Top of DATASET RECORDS

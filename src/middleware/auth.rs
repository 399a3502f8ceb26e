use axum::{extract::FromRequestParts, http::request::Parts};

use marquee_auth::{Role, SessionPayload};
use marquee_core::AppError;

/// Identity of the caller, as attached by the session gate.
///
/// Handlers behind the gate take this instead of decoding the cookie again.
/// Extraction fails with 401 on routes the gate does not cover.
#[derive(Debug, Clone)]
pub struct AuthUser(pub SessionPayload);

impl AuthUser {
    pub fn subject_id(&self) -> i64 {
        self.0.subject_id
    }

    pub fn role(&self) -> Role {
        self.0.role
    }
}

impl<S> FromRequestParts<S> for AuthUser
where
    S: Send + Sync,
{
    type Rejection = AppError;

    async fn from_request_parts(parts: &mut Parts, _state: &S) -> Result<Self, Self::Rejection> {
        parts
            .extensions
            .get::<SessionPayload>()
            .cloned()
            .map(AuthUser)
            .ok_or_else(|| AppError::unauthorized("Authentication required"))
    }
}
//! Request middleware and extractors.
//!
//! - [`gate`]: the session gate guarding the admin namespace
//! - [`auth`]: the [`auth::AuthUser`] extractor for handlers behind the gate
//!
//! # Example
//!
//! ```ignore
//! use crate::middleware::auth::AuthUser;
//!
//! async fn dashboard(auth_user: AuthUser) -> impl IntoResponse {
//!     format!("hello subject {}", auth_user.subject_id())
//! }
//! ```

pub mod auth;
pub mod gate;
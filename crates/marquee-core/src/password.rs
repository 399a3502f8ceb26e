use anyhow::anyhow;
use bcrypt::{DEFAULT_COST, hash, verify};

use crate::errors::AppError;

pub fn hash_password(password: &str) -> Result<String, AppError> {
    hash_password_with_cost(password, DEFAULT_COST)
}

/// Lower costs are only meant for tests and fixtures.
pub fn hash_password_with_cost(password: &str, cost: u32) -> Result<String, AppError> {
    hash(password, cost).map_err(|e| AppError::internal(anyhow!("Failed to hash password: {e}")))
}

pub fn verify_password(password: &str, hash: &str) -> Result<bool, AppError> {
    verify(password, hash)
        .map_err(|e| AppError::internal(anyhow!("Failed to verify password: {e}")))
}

Bottom of DATASET RECORDS
Top of DATASET RECORDS

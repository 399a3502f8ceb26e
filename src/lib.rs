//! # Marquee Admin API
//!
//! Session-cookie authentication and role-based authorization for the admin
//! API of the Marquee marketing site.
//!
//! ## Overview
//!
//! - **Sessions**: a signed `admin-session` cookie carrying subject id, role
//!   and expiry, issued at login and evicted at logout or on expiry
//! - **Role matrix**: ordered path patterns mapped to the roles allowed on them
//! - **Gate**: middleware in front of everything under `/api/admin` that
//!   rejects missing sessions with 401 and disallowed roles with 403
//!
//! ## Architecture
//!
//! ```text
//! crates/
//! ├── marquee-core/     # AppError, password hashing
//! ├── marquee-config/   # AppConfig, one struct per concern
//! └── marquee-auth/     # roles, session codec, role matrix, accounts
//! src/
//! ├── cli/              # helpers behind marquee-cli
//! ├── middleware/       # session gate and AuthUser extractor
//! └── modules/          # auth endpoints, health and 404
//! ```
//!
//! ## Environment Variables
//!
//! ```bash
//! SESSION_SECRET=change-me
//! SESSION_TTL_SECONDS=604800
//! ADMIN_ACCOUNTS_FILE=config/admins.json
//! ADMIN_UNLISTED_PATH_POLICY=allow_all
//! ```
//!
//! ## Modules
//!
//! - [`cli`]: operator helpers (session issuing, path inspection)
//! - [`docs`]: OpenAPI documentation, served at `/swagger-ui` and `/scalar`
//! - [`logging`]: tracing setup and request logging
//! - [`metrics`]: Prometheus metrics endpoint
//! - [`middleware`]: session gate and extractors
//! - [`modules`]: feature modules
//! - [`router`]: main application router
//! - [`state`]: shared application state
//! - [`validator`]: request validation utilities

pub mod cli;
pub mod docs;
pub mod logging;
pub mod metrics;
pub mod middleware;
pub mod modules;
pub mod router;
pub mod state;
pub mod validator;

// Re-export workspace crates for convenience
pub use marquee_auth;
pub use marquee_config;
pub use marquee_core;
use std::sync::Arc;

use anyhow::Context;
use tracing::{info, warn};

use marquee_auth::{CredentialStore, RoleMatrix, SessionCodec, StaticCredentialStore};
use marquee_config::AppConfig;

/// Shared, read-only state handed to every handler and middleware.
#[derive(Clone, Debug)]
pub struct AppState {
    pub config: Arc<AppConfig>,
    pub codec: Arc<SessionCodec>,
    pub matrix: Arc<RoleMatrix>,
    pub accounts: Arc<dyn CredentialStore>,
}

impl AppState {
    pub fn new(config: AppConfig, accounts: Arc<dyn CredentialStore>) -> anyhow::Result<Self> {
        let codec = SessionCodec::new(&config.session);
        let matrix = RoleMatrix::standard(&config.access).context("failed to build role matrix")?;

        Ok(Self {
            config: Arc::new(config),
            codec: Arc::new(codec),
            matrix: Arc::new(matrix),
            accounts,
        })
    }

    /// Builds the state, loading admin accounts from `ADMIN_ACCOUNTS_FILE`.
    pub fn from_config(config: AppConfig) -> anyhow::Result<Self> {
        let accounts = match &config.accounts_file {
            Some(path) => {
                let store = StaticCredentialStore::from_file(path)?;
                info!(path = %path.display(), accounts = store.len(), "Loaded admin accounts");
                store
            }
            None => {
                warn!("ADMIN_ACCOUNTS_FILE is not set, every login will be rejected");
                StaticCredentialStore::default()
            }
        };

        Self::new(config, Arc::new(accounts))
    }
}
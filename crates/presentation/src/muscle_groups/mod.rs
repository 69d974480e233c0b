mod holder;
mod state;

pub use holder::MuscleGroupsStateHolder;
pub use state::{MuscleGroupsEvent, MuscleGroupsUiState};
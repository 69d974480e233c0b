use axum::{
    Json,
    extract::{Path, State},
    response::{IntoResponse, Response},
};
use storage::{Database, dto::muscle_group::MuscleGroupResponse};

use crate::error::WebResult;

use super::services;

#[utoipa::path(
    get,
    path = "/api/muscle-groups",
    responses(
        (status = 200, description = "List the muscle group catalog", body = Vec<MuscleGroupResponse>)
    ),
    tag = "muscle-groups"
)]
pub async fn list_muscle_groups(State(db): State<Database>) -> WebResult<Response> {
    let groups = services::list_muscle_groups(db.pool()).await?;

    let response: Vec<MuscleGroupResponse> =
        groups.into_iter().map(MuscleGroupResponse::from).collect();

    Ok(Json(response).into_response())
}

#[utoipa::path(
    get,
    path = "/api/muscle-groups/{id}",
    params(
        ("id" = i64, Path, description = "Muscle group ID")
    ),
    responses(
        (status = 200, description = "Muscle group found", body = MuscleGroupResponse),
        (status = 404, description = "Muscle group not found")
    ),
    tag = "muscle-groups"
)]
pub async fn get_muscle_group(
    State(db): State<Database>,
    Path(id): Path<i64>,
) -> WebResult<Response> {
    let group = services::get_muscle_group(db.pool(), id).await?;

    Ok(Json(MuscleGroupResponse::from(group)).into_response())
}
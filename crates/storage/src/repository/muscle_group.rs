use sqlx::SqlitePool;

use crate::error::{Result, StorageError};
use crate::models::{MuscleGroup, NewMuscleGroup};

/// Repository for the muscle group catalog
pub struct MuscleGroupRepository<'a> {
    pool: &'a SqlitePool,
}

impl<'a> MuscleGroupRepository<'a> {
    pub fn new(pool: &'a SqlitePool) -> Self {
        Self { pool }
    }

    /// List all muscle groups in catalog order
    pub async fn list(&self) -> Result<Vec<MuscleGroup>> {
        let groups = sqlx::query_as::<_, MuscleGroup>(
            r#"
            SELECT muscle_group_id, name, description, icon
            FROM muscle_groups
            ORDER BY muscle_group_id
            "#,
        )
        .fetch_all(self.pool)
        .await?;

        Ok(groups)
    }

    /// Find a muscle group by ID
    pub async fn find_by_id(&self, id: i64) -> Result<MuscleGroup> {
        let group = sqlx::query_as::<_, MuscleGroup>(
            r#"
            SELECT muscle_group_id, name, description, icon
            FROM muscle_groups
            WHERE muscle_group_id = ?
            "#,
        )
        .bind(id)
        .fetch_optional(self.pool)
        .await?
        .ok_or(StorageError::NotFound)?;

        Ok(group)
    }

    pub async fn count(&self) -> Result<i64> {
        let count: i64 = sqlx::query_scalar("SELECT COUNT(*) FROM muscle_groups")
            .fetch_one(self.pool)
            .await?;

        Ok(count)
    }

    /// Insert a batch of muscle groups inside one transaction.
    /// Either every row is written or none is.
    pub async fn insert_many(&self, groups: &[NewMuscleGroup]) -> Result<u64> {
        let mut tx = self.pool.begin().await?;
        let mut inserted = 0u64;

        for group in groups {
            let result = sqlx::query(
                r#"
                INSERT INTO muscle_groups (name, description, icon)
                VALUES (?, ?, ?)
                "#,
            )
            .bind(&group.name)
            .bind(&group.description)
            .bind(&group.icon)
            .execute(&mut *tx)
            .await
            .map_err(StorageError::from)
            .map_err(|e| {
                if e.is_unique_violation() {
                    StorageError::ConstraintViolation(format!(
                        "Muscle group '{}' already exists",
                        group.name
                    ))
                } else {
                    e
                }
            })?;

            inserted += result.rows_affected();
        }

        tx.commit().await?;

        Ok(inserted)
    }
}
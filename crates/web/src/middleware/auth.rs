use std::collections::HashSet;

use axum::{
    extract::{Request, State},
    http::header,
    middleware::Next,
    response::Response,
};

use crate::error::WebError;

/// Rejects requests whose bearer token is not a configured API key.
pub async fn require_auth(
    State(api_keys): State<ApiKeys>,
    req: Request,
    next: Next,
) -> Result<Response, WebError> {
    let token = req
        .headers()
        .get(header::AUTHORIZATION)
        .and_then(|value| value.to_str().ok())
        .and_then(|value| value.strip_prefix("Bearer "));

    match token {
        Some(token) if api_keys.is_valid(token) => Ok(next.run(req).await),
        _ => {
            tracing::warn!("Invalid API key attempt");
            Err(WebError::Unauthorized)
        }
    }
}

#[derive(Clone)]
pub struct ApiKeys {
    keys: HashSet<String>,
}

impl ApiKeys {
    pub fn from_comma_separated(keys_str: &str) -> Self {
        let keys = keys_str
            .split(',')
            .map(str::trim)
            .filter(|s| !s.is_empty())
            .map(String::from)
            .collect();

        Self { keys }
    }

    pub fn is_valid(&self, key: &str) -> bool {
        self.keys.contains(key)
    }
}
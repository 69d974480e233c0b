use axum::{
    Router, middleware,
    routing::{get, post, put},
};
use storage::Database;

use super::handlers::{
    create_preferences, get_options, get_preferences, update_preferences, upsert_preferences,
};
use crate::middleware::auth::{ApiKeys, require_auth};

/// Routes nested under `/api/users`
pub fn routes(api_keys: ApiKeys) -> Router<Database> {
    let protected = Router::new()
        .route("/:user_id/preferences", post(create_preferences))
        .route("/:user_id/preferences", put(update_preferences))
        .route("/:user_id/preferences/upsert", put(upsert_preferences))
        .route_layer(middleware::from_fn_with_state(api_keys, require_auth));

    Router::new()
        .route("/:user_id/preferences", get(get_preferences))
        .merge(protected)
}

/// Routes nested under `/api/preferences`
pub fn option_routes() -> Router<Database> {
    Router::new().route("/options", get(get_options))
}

Bottom of DATASET RECORDS

WHAT TO WORK ON: Each line containing the word "login" needs to be copied from the data above.

ANSWER AREA:
//!   and expiry, issued at login and evicted at logout or on expiry
                warn!("ADMIN_ACCOUNTS_FILE is not set, every login will be rejected");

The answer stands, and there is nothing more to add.